Synthese und Charakterisierung chiraler Organogallium- und -aluminiumalkoholate mit intramolekularer Stickstoffstabilisierung. Röntgenstrukturanalyse von Dimethylgallium-(S)-2-dimethylamino-3-methyl-1-butanolat, Dimethylgallium-(S)-2-dimethylamino-3-pheny

The reactions of trimethylgallium and trimethylaluminium with optically active alcohols yield [Me2GaOCH2CHRNMe2]2 [R=Me (S) 6, iPr (S) 7, iBu (S) 8, Bz (S) 9, Et (R:S>90:10) 10] and [Me2AlOCH2CHRNMe2]2 [R=iBu (S) 11, Et (R:S>90:10) 12], respectively.

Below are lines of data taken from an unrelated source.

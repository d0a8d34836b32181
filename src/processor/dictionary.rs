//! Field type → Bundle accessor suffix
//!
//! The table is materialised against the host oracle on every round, since
//! type mirrors are owned by the host and may change between rounds.

use std::collections::HashSet;

use once_cell::sync::Lazy;

use crate::common::consts::{BUNDLE_DICTIONARY, REQUIRE_TYPE_CAST_METHODS};
use crate::common::error::{Error, Result};
use crate::model::{PrimitiveKind, TypeArgSpec, TypeOracle, TypeSpec};

static TYPE_CAST_METHODS: Lazy<HashSet<&'static str>> =
    Lazy::new(|| REQUIRE_TYPE_CAST_METHODS.iter().copied().collect());

pub struct TypeToMethodMap<'a, O: TypeOracle + ?Sized> {
    oracle: &'a O,
    // Scanned in order; the first assignable pattern wins
    conversions: Vec<(O::Type, &'static str)>,
}

impl<'a, O: TypeOracle + ?Sized> TypeToMethodMap<'a, O> {
    pub fn new(oracle: &'a O) -> Result<Self> {
        Self::from_table(oracle, BUNDLE_DICTIONARY)
    }

    /// Build from an arbitrary ordered `(type spelling, suffix)` table
    pub fn from_table(oracle: &'a O, table: &[(&str, &'static str)]) -> Result<Self> {
        let mut conversions = Vec::with_capacity(table.len());
        for (spelling, method) in table {
            let spec = TypeSpec::parse(spelling)?;
            conversions.push((mirror(oracle, &spec)?, *method));
        }
        log::trace!("dictionary: materialised {} entries", conversions.len());
        Ok(Self { oracle, conversions })
    }

    /// Suffix of the first entry `field_type` is assignable to
    pub fn convert(&self, field_type: &O::Type) -> Option<&'static str> {
        self.conversions
            .iter()
            .find(|(candidate, _)| self.oracle.is_assignable(field_type, candidate))
            .map(|(_, method)| *method)
    }

    pub fn requires_type_cast(&self, bundle_method: &str) -> bool {
        requires_type_cast(bundle_method)
    }

    pub fn len(&self) -> usize {
        self.conversions.len()
    }

    pub fn is_empty(&self) -> bool {
        self.conversions.is_empty()
    }

    pub fn methods(&self) -> impl Iterator<Item = &'static str> + '_ {
        self.conversions.iter().map(|(_, method)| *method)
    }
}

/// Whether the Bundle getter for `bundle_method` needs a cast at restore sites
pub fn requires_type_cast(bundle_method: &str) -> bool {
    TYPE_CAST_METHODS.contains(bundle_method)
}

fn mirror<O: TypeOracle + ?Sized>(oracle: &O, spec: &TypeSpec) -> Result<O::Type> {
    match spec {
        TypeSpec::Parameterized { container, args } => {
            let class = oracle.type_element(container).ok_or_else(|| Error::unresolved(container))?;
            let args = args
                .iter()
                .map(|arg| match arg {
                    TypeArgSpec::Type(t) => mirror(oracle, t),
                    TypeArgSpec::WildcardExtends(bound) => Ok(oracle.wildcard_extends(&mirror(oracle, bound)?)),
                    TypeArgSpec::Unbounded => Err(Error::type_spec(
                        spec.to_string(),
                        "unbounded wildcards have no Bundle accessor",
                    )),
                })
                .collect::<Result<Vec<_>>>()?;
            Ok(oracle.declared_type(&class, &args))
        }
        TypeSpec::Array(component) => Ok(oracle.array_type(&mirror(oracle, component)?)),
        TypeSpec::Simple(name) => {
            let kind: PrimitiveKind = name.to_uppercase().parse()?;
            Ok(oracle.primitive(kind))
        }
        TypeSpec::Named(name) => {
            let class = oracle.type_element(name).ok_or_else(|| Error::unresolved(name))?;
            Ok(oracle.declared_type(&class, &[]))
        }
    }
}
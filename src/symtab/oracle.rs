use crate::model::{ElementKind, Modifier, PrimitiveKind, TypeOracle};

use super::table::ClassTable;
use super::types::{ClassId, ClassKind, ElementId, TypeMirror};

impl ClassTable {
    /// javac-style spelling: qualified names, `,` between arguments
    pub fn display(&self, ty: &TypeMirror) -> String {
        match ty {
            TypeMirror::Declared { class, args } => {
                let name = &self.class(*class).qualified_name;
                if args.is_empty() {
                    name.clone()
                } else {
                    let args: Vec<String> = args.iter().map(|a| self.display(a)).collect();
                    format!("{}<{}>", name, args.join(","))
                }
            }
            TypeMirror::Array(component) => format!("{}[]", self.display(component)),
            TypeMirror::Primitive(kind) => kind.keyword().to_string(),
            TypeMirror::Wildcard { bound: None } => "?".to_string(),
            TypeMirror::Wildcard { bound: Some(bound) } => format!("? extends {}", self.display(bound)),
            TypeMirror::TypeVar { name, .. } => name.clone(),
        }
    }
}

impl TypeOracle for ClassTable {
    type Type = TypeMirror;
    type Class = ClassId;
    type Element = ElementId;

    fn erasure(&self, ty: &TypeMirror) -> TypeMirror {
        self.erase(ty)
    }

    fn is_same_type(&self, a: &TypeMirror, b: &TypeMirror) -> bool {
        self.same_type(a, b)
    }

    fn is_assignable(&self, ty: &TypeMirror, target: &TypeMirror) -> bool {
        self.assignable(ty, target)
    }

    fn declared_type(&self, class: &ClassId, args: &[TypeMirror]) -> TypeMirror {
        TypeMirror::Declared { class: *class, args: args.to_vec() }
    }

    fn array_type(&self, component: &TypeMirror) -> TypeMirror {
        TypeMirror::Array(Box::new(component.clone()))
    }

    fn primitive(&self, kind: PrimitiveKind) -> TypeMirror {
        TypeMirror::Primitive(kind)
    }

    fn wildcard_extends(&self, bound: &TypeMirror) -> TypeMirror {
        TypeMirror::Wildcard { bound: Some(Box::new(bound.clone())) }
    }

    fn type_to_string(&self, ty: &TypeMirror) -> String {
        self.display(ty)
    }

    fn type_element(&self, qualified_name: &str) -> Option<ClassId> {
        self.lookup(qualified_name)
    }

    fn package_of(&self, class: &ClassId) -> String {
        self.class(*class).package.clone()
    }

    fn qualified_name(&self, class: &ClassId) -> String {
        self.class(*class).qualified_name.clone()
    }

    fn class_modifiers(&self, class: &ClassId) -> Vec<Modifier> {
        let symbol = self.class(*class);
        let mut modifiers = symbol.modifiers.clone();
        if symbol.kind == ClassKind::Interface && !modifiers.contains(&Modifier::Abstract) {
            modifiers.push(Modifier::Abstract);
        }
        modifiers
    }

    fn class_type(&self, class: &ClassId) -> TypeMirror {
        let args = self
            .class(*class)
            .type_params
            .iter()
            .map(|p| TypeMirror::TypeVar { name: p.name.clone(), owner: *class })
            .collect();
        TypeMirror::Declared { class: *class, args }
    }

    fn superclass(&self, class: &ClassId) -> Option<TypeMirror> {
        self.class(*class).superclass.clone()
    }

    fn as_class(&self, ty: &TypeMirror) -> Option<ClassId> {
        match ty {
            TypeMirror::Declared { class, .. } => Some(*class),
            _ => None,
        }
    }

    fn fields_of(&self, class: &ClassId) -> Vec<ElementId> {
        self.class(*class)
            .members
            .iter()
            .copied()
            .filter(|member| self.element(*member).kind == ElementKind::Field)
            .collect()
    }

    fn element_kind(&self, element: &ElementId) -> ElementKind {
        self.element(*element).kind
    }

    fn simple_name(&self, element: &ElementId) -> String {
        self.element(*element).name.clone()
    }

    fn element_modifiers(&self, element: &ElementId) -> Vec<Modifier> {
        self.element(*element).modifiers.clone()
    }

    fn element_type(&self, element: &ElementId) -> TypeMirror {
        self.element(*element).ty.clone()
    }

    fn enclosing_class(&self, element: &ElementId) -> Option<ClassId> {
        self.element(*element).owner
    }

    fn annotations_of(&self, element: &ElementId) -> Vec<String> {
        self.element(*element).annotations.clone()
    }
}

The compounds have been characterized by 1H-,13C-NMR and mass spectroscopy. They undergo a dynamic process with respect to the dissociation and association of the GaN or AlN dative bond resulting in equilibria between four- and five-coordinate metal atoms. The structures of 7, 9 and 10 were determined by single crystal X-ray diffraction. The molecules exist as dimers containing a M2O2 four-membered ring. 6–11 exclusively consist of dimers with enantiomerically equal ligands; 12, on the contrary contains diastereomeric dimers featuring different NMR spectra.